Chiny najpierw wylądowały po drugiej stronie księżyca

To jest zdjęcie z Chang'e-4, uzyskane 3 stycznia 2019 r. Podczas lądowania. To pierwsze urządzenie, które wyląduje po drugiej stronie księżyca. Lądowanie odbyło się w czwartek rano

Chang'e-4 jest połączonym podwoziem i pojazdem terenowym, który będzie przeprowadzał obserwacje astronomiczne i badał strukturę i skład mineralny terenu nad i pod powierzchnią. Ważne jest również, że dalsza strona księżyca jest uważana za ciche miejsce, na które nie ma wpływu szum naziemnych sygnałów radiowych. Dlatego sonda jest w stanie wypełnić lukę w badaniach niskoczęstotliwościowych radioastronomii. Jednak sonda musi komunikować się z Ziemią. Dlatego Chiny uruchomiły w maju satelitę repeaterów, aby odbierać informacje i wysyłać polecenia.

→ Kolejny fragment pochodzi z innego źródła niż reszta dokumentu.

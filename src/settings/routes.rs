//! Settings API Routes
//!
//! - GET /api/settings - Current settings (defaults for anything invalid)
//! - PUT /api/settings - Replace the settings record

use super::UserSettings;
use crate::models::AppState;
use axum::{
    extract::State,
    http::StatusCode,
    response::IntoResponse,
    routing::get,
    Json, Router,
};
use tracing::{error, info};

/// Create the settings router
pub fn router(state: AppState) -> Router {
    Router::new()
        .route("/api/settings", get(get_settings).put(update_settings))
        .with_state(state)
}

/// GET /api/settings
async fn get_settings(State(state): State<AppState>) -> Json<UserSettings> {
    Json(state.settings.load().await)
}

/// PUT /api/settings
///
/// The body goes through the same per-key validation as a load, so unknown
/// values are normalized rather than rejected.
async fn update_settings(
    State(state): State<AppState>,
    Json(body): Json<serde_json::Value>,
) -> impl IntoResponse {
    let settings = UserSettings::from_value(&body);

    match state.settings.save(&settings).await {
        Ok(()) => {
            info!("Settings updated successfully");
            (StatusCode::OK, Json(settings)).into_response()
        }
        Err(e) => {
            error!("Failed to save settings: {}", e);
            (
                StatusCode::INTERNAL_SERVER_ERROR,
                Json(serde_json::json!({
                    "error": "Failed to save settings",
                    "details": e.to_string()
                })),
            )
                .into_response()
        }
    }
}
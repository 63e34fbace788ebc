use anyhow::Result;
use serde::Deserialize;
use std::env;
use std::path::PathBuf;
use std::time::Duration;

#[derive(Debug, Clone, Deserialize)]
pub struct Config {
    pub server: ServerConfig,
    pub search: SearchConfig,
    pub pipeline: PipelineConfig,
    pub storage: StorageConfig,
}

#[derive(Debug, Clone, Deserialize)]
pub struct ServerConfig {
    pub port: u16,
    pub host: String,
    pub cors_allowed_origins: Vec<String>,
}

#[derive(Clone, Deserialize)]
pub struct SearchConfig {
    /// Bearer credential for the search API. Never logged.
    pub api_key: String,
    pub base_url: String,
    pub timeout_secs: u64,
    pub max_results: usize,
}

impl std::fmt::Debug for SearchConfig {
    fn fmt(&self, f: &mut std::fmt::Formatter<'_>) -> std::fmt::Result {
        f.debug_struct("SearchConfig")
            .field("api_key", &if !self.is_configured() { "<unset>" } else { "<redacted>" })
            .field("base_url", &self.base_url)
            .field("timeout_secs", &self.timeout_secs)
            .field("max_results", &self.max_results)
            .finish()
    }
}

impl SearchConfig {
    pub fn timeout(&self) -> Duration {
        Duration::from_secs(self.timeout_secs)
    }

    /// A blank or whitespace-only key counts as unset.
    pub fn is_configured(&self) -> bool {
        !self.api_key.trim().is_empty()
    }
}

#[derive(Debug, Clone, Deserialize)]
pub struct PipelineConfig {
    /// Pause between simulated agent steps.
    pub step_delay_ms: u64,
}

impl PipelineConfig {
    pub fn step_delay(&self) -> Duration {
        Duration::from_millis(self.step_delay_ms)
    }
}

#[derive(Debug, Clone, Deserialize)]
pub struct StorageConfig {
    pub data_dir: PathBuf,
}

impl StorageConfig {
    pub fn settings_path(&self) -> PathBuf {
        self.data_dir.join("settings.json")
    }

    pub fn archive_dir(&self) -> PathBuf {
        self.data_dir.join("archive")
    }
}

pub const DEFAULT_BASE_URL: &str = "https://api.tavily.com";
pub const DEFAULT_MAX_RESULTS: usize = 10;
pub const DEFAULT_STEP_DELAY_MS: u64 = 1500;

impl Config {
    pub fn from_env() -> Result<Self> {
        dotenvy::dotenv().ok();

        Ok(Self {
            server: ServerConfig {
                port: env::var("PORT")
                    .unwrap_or_else(|_| "3000".to_string())
                    .parse()?,
                host: env::var("HOST").unwrap_or_else(|_| "0.0.0.0".to_string()),
                cors_allowed_origins: env::var("ALLOWED_ORIGINS")
                    .unwrap_or_else(|_| "http://localhost:5173".to_string())
                    .split(',')
                    .map(|s| s.trim().to_string())
                    .filter(|s| !s.is_empty())
                    .collect(),
            },
            search: SearchConfig {
                api_key: env::var("TAVILY_API_KEY").unwrap_or_default(),
                base_url: env::var("TAVILY_BASE_URL")
                    .unwrap_or_else(|_| DEFAULT_BASE_URL.to_string()),
                timeout_secs: env::var("SEARCH_TIMEOUT_SECS")
                    .unwrap_or_else(|_| "30".to_string())
                    .parse()?,
                max_results: env::var("SEARCH_MAX_RESULTS")
                    .unwrap_or_else(|_| DEFAULT_MAX_RESULTS.to_string())
                    .parse()?,
            },
            pipeline: PipelineConfig {
                step_delay_ms: env::var("STEP_DELAY_MS")
                    .unwrap_or_else(|_| DEFAULT_STEP_DELAY_MS.to_string())
                    .parse()?,
            },
            storage: StorageConfig {
                data_dir: env::var("DATA_DIR")
                    .map(PathBuf::from)
                    .unwrap_or_else(|_| default_data_dir()),
            },
        })
    }
}

fn default_data_dir() -> PathBuf {
    dirs::data_dir()
        .map(|d| d.join("deep-research"))
        .unwrap_or_else(|| PathBuf::from(".deep-research"))
}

Chiny najpierw wylądowały po drugiej stronie księżyca

Fotografia przedstawia symulowany proces lądowania sondy księżycowej Chang'e-4 3 stycznia 2019 roku. To pierwsze urządzenie, które wyląduje po drugiej stronie księżyca. Lądowanie odbyło się w czwartek rano

Chiny przeprowadziły pierwszą misję załogi kosmicznej w 2003 r., Stając się tym samym krajem trzecim po Rosji i Stanach Zjednoczonych. Obecnie plany obejmują stworzenie stałej stacji orbitalnej i uruchomienie łazika w latach 2020-tych.

Chiny najpierw wylądowały po drugiej stronie księżyca

Obraz z 8 grudnia 2018 r. Pokazuje wystrzelenie sondy księżycowej Chang'e-4 z centrum startowego Xichang w południowo-zachodnich Chinach. Rankiem 3 stycznia 2019 r. Sonda wylądowała pomyślnie po drugiej stronie księżyca.

Odwrotna strona księżyca jest doskonałą lokalizacją do badań, ponieważ jest cichym miejscem, pozbawionym wpływu naziemnych sygnałów radiowych. Być może w ten sposób okaże się, że zajrzysz głębiej we Wszechświat. Naukowcy będą mogli powrócić do punktu 50-100 milionów lat po Wielkim Wybuchu, kiedy pojawiły się pierwsze gwiazdy lub nawet wcześniej.